TLDR
- Carvana beat Q2 earnings expectations with $1.28 per share versus $1.17 estimate, more than triple last year’s 37 cents
- Revenue hit $4.84 billion, beating $4.58 billion estimate and up 42% year-over-year
- Cars sold reached 143,280 units, narrowly beating estimates of 142,328 with 41% growth
- BTIG raised price target to $450 from $395 citing strong margins and operational improvements
- Stock jumped 15% to $385.16 in premarket trading after results
Carvana delivered a standout second quarter that sent shares soaring 15% to $385.16 in premarket trading Thursday. The online used car dealer crushed analyst expectations across key metrics.

The company posted earnings of $1.28 per share, beating the $1.17 estimate. That figure represents more than triple the 37 cents earned in the same quarter last year. Revenue reached $4.84 billion, topping the $4.58 billion consensus and marking 42% growth from 2024.
Unit sales came in at 143,280 vehicles, just edging past estimates of 142,328. The 41% year-over-year increase shows strong demand despite economic headwinds. CEO Ernie Garcia called the results a validation of Carvana’s business model strength.
The company expects sequential growth in retail units sold for the third quarter. Management guided for adjusted EBITDA of $2 billion to $2.2 billion for 2025, up from $1.38 billion in 2024.
Strong Margin Performance Drives Analyst Upgrades
BTIG responded to the earnings by raising its price target to $450 from $395 while maintaining a Buy rating. The firm praised what it called a “superlative quarter” showing strong performance across metrics.
Retail gross profit per unit hit $3,734, jumping $426 from the previous quarter and $195 year-over-year. This crushed the consensus estimate of approximately $3,450. About $100 of the improvement came from tariff-driven pricing strength realized in April.
The remaining gains came from operational improvements. Inbound miles driven dropped roughly 20% while reconditioning efficiency continued improving. BTIG noted traditional dealers only increased used car retail GPU by $109 quarter-over-quarter, well below Carvana’s performance.
Tariff Impact Proves Manageable
Analysts had worried about the impact of car tariffs on Carvana’s business. President Trump placed a 25% tariff on imported cars in April, followed by another 25% on used car parts in May.
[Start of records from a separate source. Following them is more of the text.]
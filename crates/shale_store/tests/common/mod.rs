#![allow(dead_code)]
//! Shared helpers for integration tests: unique data dirs, in-process server
//! startup, and a small raw-RESP client.

use std::net::SocketAddr;
use std::path::PathBuf;
use std::sync::Arc;
use std::time::{Duration, SystemTime, UNIX_EPOCH};

use tokio::io::{AsyncBufReadExt, AsyncReadExt, AsyncWriteExt, BufReader};
use tokio::net::tcp::{OwnedReadHalf, OwnedWriteHalf};
use tokio::net::TcpStream;

use shale_store::{Server, ServerConfig};

/// Timeout for individual RESP read/write operations.
pub const RESP_TIMEOUT: Duration = Duration::from_secs(5);

/// A unique data directory under the system temp dir.
pub fn temp_data_dir(tag: &str) -> PathBuf {
    let nanos = SystemTime::now()
        .duration_since(UNIX_EPOCH)
        .unwrap_or_default()
        .as_nanos();
    std::env::temp_dir().join(format!("shale-it-{tag}-{}-{nanos}", std::process::id()))
}

/// Config for an in-process test server on an ephemeral port.
pub fn test_config(tag: &str, kv_store_count: u32) -> ServerConfig {
    let mut cfg = ServerConfig::new(temp_data_dir(tag));
    cfg.port = 0;
    cfg.kv_store_count = kv_store_count;
    cfg.executor_threads = 2;
    cfg
}

/// Start a server and return it with its bound address.
pub fn start_server(cfg: ServerConfig) -> (Arc<Server>, SocketAddr) {
    let server = Server::new(cfg);
    server.startup().expect("server startup");
    let addr = server.local_addr().expect("server local addr");
    (server, addr)
}

#[derive(Debug, PartialEq, Eq)]
pub enum Reply {
    Simple(String),
    Error(String),
    Int(i64),
    Bulk(Option<Vec<u8>>),
    ArrayHeader(i64),
}

impl Reply {
    pub fn simple(self) -> String {
        match self {
            Reply::Simple(s) => s,
            other => panic!("expected simple string, got {other:?}"),
        }
    }

    pub fn error(self) -> String {
        match self {
            Reply::Error(s) => s,
            other => panic!("expected error, got {other:?}"),
        }
    }

    pub fn int(self) -> i64 {
        match self {
            Reply::Int(v) => v,
            other => panic!("expected integer, got {other:?}"),
        }
    }

    pub fn bulk(self) -> Option<Vec<u8>> {
        match self {
            Reply::Bulk(b) => b,
            other => panic!("expected bulk string, got {other:?}"),
        }
    }

    pub fn bulk_string(self) -> String {
        String::from_utf8(self.bulk().expect("non-null bulk")).expect("utf8 bulk")
    }
}

/// Minimal RESP2 client speaking over a raw TCP stream.
pub struct RespClient {
    reader: BufReader<OwnedReadHalf>,
    writer: OwnedWriteHalf,
}

impl RespClient {
    pub async fn connect(addr: SocketAddr) -> RespClient {
        let stream = tokio::time::timeout(RESP_TIMEOUT, TcpStream::connect(addr))
            .await
            .expect("connect timeout")
            .expect("connect");
        let (read_half, write_half) = stream.into_split();
        RespClient {
            reader: BufReader::new(read_half),
            writer: write_half,
        }
    }

    pub async fn send(&mut self, args: &[&str]) {
        let mut buf = format!("*{}\r\n", args.len()).into_bytes();
        for arg in args {
            buf.extend_from_slice(format!("${}\r\n", arg.len()).as_bytes());
            buf.extend_from_slice(arg.as_bytes());
            buf.extend_from_slice(b"\r\n");
        }
        tokio::time::timeout(RESP_TIMEOUT, self.writer.write_all(&buf))
            .await
            .expect("write timeout")
            .expect("write");
    }

    pub async fn cmd(&mut self, args: &[&str]) -> Reply {
        self.send(args).await;
        self.read_reply().await
    }

    /// One CRLF-terminated protocol line, without the terminator. Returns
    /// `None` at EOF.
    pub async fn try_read_line(&mut self) -> Option<String> {
        let mut line = String::new();
        let n = tokio::time::timeout(RESP_TIMEOUT, self.reader.read_line(&mut line))
            .await
            .expect("read timeout")
            .expect("read line");
        if n == 0 {
            return None;
        }
        Some(line.trim_end().to_string())
    }

    pub async fn read_line(&mut self) -> String {
        self.try_read_line().await.expect("unexpected EOF")
    }

    pub async fn read_reply(&mut self) -> Reply {
        let line = self.read_line().await;
        let (kind, rest) = line.split_at(1);
        match kind {
            "+" => Reply::Simple(rest.to_string()),
            "-" => Reply::Error(rest.to_string()),
            ":" => Reply::Int(rest.parse().expect("integer reply")),
            "$" => {
                let len: i64 = rest.parse().expect("bulk length");
                if len < 0 {
                    return Reply::Bulk(None);
                }
                let mut data = vec![0u8; len as usize + 2];
                tokio::time::timeout(RESP_TIMEOUT, self.reader.read_exact(&mut data))
                    .await
                    .expect("read timeout")
                    .expect("read bulk");
                data.truncate(len as usize);
                Reply::Bulk(Some(data))
            }
            "*" => Reply::ArrayHeader(rest.parse().expect("array length")),
            other => panic!("unknown reply kind {other:?} in line {line:?}"),
        }
    }
}

/// Poll a condition until it holds or the deadline passes.
pub async fn wait_until<F: FnMut() -> bool>(mut cond: F, what: &str) {
    let deadline = tokio::time::Instant::now() + Duration::from_secs(5);
    while !cond() {
        if tokio::time::Instant::now() > deadline {
            panic!("timed out waiting for {what}");
        }
        tokio::time::sleep(Duration::from_millis(20)).await;
    }
}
The strong unit sales numbers suggest these tariffs haven’t dampened consumer interest. Used vehicle prices average $25,512 compared to $48,907 for new cars according to Kelley Blue Book. This price gap continues driving customers to the used market.
J.P. Morgan analysts rate the stock Overweight, calling Carvana a more profitable operator gaining market share. They noted the company’s debt restructuring in 2023 positioned it well for growth.
The stock has gained 65% year-to-date and over 160% in the past 52 weeks. Trading around $337 before earnings, shares have now broken above previous highs.
JMP Securities also raised its price target from $440 to $460 with a Market Outperform rating. The firm highlighted revenue and EBITDA beating consensus by 6% and 9% respectively.
Of 24 analysts tracked by FactSet, 13 rate Carvana a Buy. However, some maintain caution about potential headwinds including subprime credit trends and affordability pressures.
Evercore ISI analysts hold a Hold rating, noting the high bar for sustaining growth given tariff uncertainty and recession risks. They question whether the company can maintain its current momentum.
The latest results show Carvana has cleared that hurdle for now. The company’s operational improvements and pricing power helped drive the strong quarter performance.